→ **Problem**
The number of lines below that contain the word "east" is all that the answer should hold.

(Source records)

//! Triangle metrics.
//!
//! Triangles are `[v0, v1, v2]`, counter-clockwise for positive area. A
//! *void* is a degenerate triangle whose third vertex is the midpoint of the
//! first two.

use super::point::Point2;

/// Signed area of `[a, b, c]` (positive when counter-clockwise).
#[inline]
pub fn signed_area(a: Point2, b: Point2, c: Point2) -> f64 {
    0.5 * (b - a).cross(c - a)
}

/// Centroid of `[a, b, c]`.
#[inline]
pub fn centroid(a: Point2, b: Point2, c: Point2) -> Point2 {
    (a + b + c) * (1.0 / 3.0)
}

/// True when `pivot` lies within `tol` of the midpoint of `west`/`east`.
#[inline]
pub fn is_midpoint(west: Point2, east: Point2, pivot: Point2, tol: f64) -> bool {
    (pivot - Point2::midpoint(west, east)).norm() < tol
}

/// Length of the longest side; used as the triangle scale.
pub fn longest_side(a: Point2, b: Point2, c: Point2) -> f64 {
    a.dist(b).max(b.dist(c)).max(c.dist(a))
}
//! Mesh archives: a mesh stored as its `points` and `triangs` arrays.
//!
//! Archives are written and read through the [`MeshWriter`] and
//! [`MeshReader`] traits; [`JsonFormat`] is the bundled format. Named node
//! fields may travel with the mesh.

use std::collections::BTreeMap;
use std::fs::File;
use std::io::{BufReader, BufWriter, Read, Write};
use std::path::Path;

use serde::{Deserialize, Serialize};

use crate::geometry::Point2;
use crate::mesh_error::AmrError;
use crate::topology::trimesh::{TriMesh, Triangle};

/// Plain-array form of a mesh and its node fields.
#[derive(Clone, Debug, Default, PartialEq, Serialize, Deserialize)]
pub struct MeshArchive {
    /// Point coordinates as `[x, y]` pairs.
    pub points: Vec<[f64; 2]>,
    /// Node triples of the triangles.
    pub triangs: Vec<Triangle>,
    /// Node fields keyed by name.
    #[serde(default, skip_serializing_if = "BTreeMap::is_empty")]
    pub data: BTreeMap<String, Vec<f64>>,
}

impl MeshArchive {
    pub fn from_mesh(mesh: &TriMesh) -> Self {
        Self {
            points: mesh.points().iter().map(|p| p.to_array()).collect(),
            triangs: mesh.triangs().to_vec(),
            data: BTreeMap::new(),
        }
    }

    /// Attach node fields; every field must hold one value per point.
    pub fn with_data(mut self, data: BTreeMap<String, Vec<f64>>) -> Result<Self, AmrError> {
        if let Some(bad) = data.values().find(|v| v.len() != self.points.len()) {
            return Err(AmrError::DataLengthMismatch {
                expected: self.points.len(),
                found: bad.len(),
            });
        }
        self.data = data;
        Ok(self)
    }

    /// Rebuild the mesh, validating node numbers.
    pub fn to_mesh(&self) -> Result<TriMesh, AmrError> {
        let points = self.points.iter().map(|&p| Point2::from(p)).collect();
        TriMesh::from_data(points, self.triangs.clone())
    }
}

/// Reads mesh archives.
pub trait MeshReader {
    fn read<R: Read>(&self, reader: R) -> Result<MeshArchive, AmrError>;
}

/// Writes mesh archives.
pub trait MeshWriter {
    fn write<W: Write>(&self, writer: W, archive: &MeshArchive) -> Result<(), AmrError>;
}

/// JSON archives via `serde_json`.
#[derive(Clone, Copy, Debug, Default)]
pub struct JsonFormat {
    /// Indent the output.
    pub pretty: bool,
}

impl MeshReader for JsonFormat {
    fn read<R: Read>(&self, reader: R) -> Result<MeshArchive, AmrError> {
        Ok(serde_json::from_reader(reader)?)
    }
}

impl MeshWriter for JsonFormat {
    fn write<W: Write>(&self, mut writer: W, archive: &MeshArchive) -> Result<(), AmrError> {
        if self.pretty {
            serde_json::to_writer_pretty(&mut writer, archive)?;
        } else {
            serde_json::to_writer(&mut writer, archive)?;
        }
        writer.flush()?;
        Ok(())
    }
}

/// Write `mesh` as a JSON archive.
pub fn save<W: Write>(writer: W, mesh: &TriMesh) -> Result<(), AmrError> {
    JsonFormat::default().write(writer, &MeshArchive::from_mesh(mesh))
}

/// Read a mesh from a JSON archive.
pub fn load<R: Read>(reader: R) -> Result<TriMesh, AmrError> {
    JsonFormat::default().read(reader)?.to_mesh()
}

pub fn save_to_path(path: impl AsRef<Path>, mesh: &TriMesh) -> Result<(), AmrError> {
    let file = File::create(path.as_ref())?;
    log::debug!("saving mesh archive to {}", path.as_ref().display());
    save(BufWriter::new(file), mesh)
}

pub fn load_from_path(path: impl AsRef<Path>) -> Result<TriMesh, AmrError> {
    let file = File::open(path.as_ref())?;
    load(BufReader::new(file))
}
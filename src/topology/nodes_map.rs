//! Node-to-triangle incidence.

use crate::mesh_error::AmrError;
use crate::topology::pairs::TableMap;
use crate::topology::trimesh::TriMesh;

/// One occurrence of a node in a triangle.
///
/// `nodnum1` and `nodnum2` are the next two corners counter-clockwise, so the
/// occurrence describes the triangle `[nodnum, nodnum1, nodnum2]`.
#[derive(Clone, Copy, Debug, PartialEq, Eq)]
pub struct NodeEntry {
    pub nodnum: usize,
    pub trinum: usize,
    pub locnum: usize,
    pub nodnum1: usize,
    pub nodnum2: usize,
}

/// Every node occurrence of a mesh, grouped by node number.
#[derive(Clone, Debug, Default)]
pub struct NodesMap {
    entries: Vec<NodeEntry>,
    nodes: Vec<usize>,
    starts: Vec<usize>,
}

impl NodesMap {
    pub fn from_mesh(mesh: &TriMesh) -> Self {
        let table = TableMap::from_rows(mesh.triangs());
        let mut entries = Vec::with_capacity(table.len());
        let mut starts = Vec::with_capacity(table.ngroups() + 1);
        let nodes = table.values();
        for group in table.groups() {
            starts.push(entries.len());
            entries.extend(group.iter().map(|e| {
                let tri = mesh.triangs()[e.row];
                NodeEntry {
                    nodnum: e.value,
                    trinum: e.row,
                    locnum: e.col,
                    nodnum1: tri[(e.col + 1) % 3],
                    nodnum2: tri[(e.col + 2) % 3],
                }
            }));
        }
        starts.push(entries.len());
        Self {
            entries,
            nodes,
            starts,
        }
    }

    fn from_group(entries: &[NodeEntry]) -> Self {
        Self {
            entries: entries.to_vec(),
            nodes: entries.first().map(|e| e.nodnum).into_iter().collect(),
            starts: vec![0, entries.len()],
        }
    }

    /// Number of occurrences.
    pub fn size(&self) -> usize {
        self.entries.len()
    }

    pub fn is_empty(&self) -> bool {
        self.entries.is_empty()
    }

    pub fn entries(&self) -> &[NodeEntry] {
        &self.entries
    }

    pub fn nodnums(&self) -> Vec<usize> {
        self.entries.iter().map(|e| e.nodnum).collect()
    }

    pub fn trinums(&self) -> Vec<usize> {
        self.entries.iter().map(|e| e.trinum).collect()
    }

    pub fn locnums(&self) -> Vec<usize> {
        self.entries.iter().map(|e| e.locnum).collect()
    }

    pub fn nodnums1(&self) -> Vec<usize> {
        self.entries.iter().map(|e| e.nodnum1).collect()
    }

    pub fn nodnums2(&self) -> Vec<usize> {
        self.entries.iter().map(|e| e.nodnum2).collect()
    }

    fn groups(&self) -> impl Iterator<Item = &[NodeEntry]> + '_ {
        self.starts.windows(2).map(move |w| &self.entries[w[0]..w[1]])
    }

    /// Sorted unique node numbers.
    pub fn nodes_range(&self) -> Vec<usize> {
        self.nodes.clone()
    }

    /// Number of triangles around each node of [`nodes_range`](Self::nodes_range).
    pub fn nodes_ranks(&self) -> Vec<usize> {
        self.groups().map(<[NodeEntry]>::len).collect()
    }

    fn group_of(&self, node: usize) -> Option<&[NodeEntry]> {
        let idx = self.nodes.binary_search(&node).ok()?;
        Some(&self.entries[self.starts[idx]..self.starts[idx + 1]])
    }

    /// Occurrences of `node`; empty when the node is not referenced.
    pub fn occurrences(&self, node: usize) -> &[NodeEntry] {
        self.group_of(node).unwrap_or(&[])
    }

    /// Number of triangles around `node` (0 when absent).
    pub fn rank_of(&self, node: usize) -> usize {
        self.occurrences(node).len()
    }

    /// Map restricted to the occurrences of `node`.
    pub fn atnode(&self, node: usize) -> Result<NodesMap, AmrError> {
        self.group_of(node)
            .map(NodesMap::from_group)
            .ok_or(AmrError::NodeNotInMap(node))
    }
}

impl TriMesh {
    pub fn nodesmap(&self) -> NodesMap {
        NodesMap::from_mesh(self)
    }
}

#[cfg(test)]
mod tests {
    use super::*;
    use crate::geometry::Point2;

    #[test]
    fn ranks_and_lookup() {
        let points = vec![
            Point2::new(0.0, 0.0),
            Point2::new(1.0, 0.0),
            Point2::new(1.0, 1.0),
            Point2::new(0.0, 1.0),
            Point2::new(9.0, 9.0),
        ];
        let mesh = TriMesh::from_data(points, vec![[0, 1, 2], [2, 3, 0]]).unwrap();
        let map = mesh.nodesmap();
        assert_eq!(map.nodes_range(), vec![0, 1, 2, 3]);
        assert_eq!(map.nodes_ranks(), vec![2, 1, 2, 1]);
        let at0 = map.atnode(0).unwrap();
        assert_eq!(at0.trinums(), vec![0, 1]);
        assert_eq!(at0.nodnums1(), vec![1, 2]);
        assert_eq!(at0.nodnums2(), vec![2, 3]);
        assert_eq!(map.rank_of(4), 0);
        assert_eq!(map.atnode(4).unwrap_err(), AmrError::NodeNotInMap(4));
    }
}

→ **Written answer**
3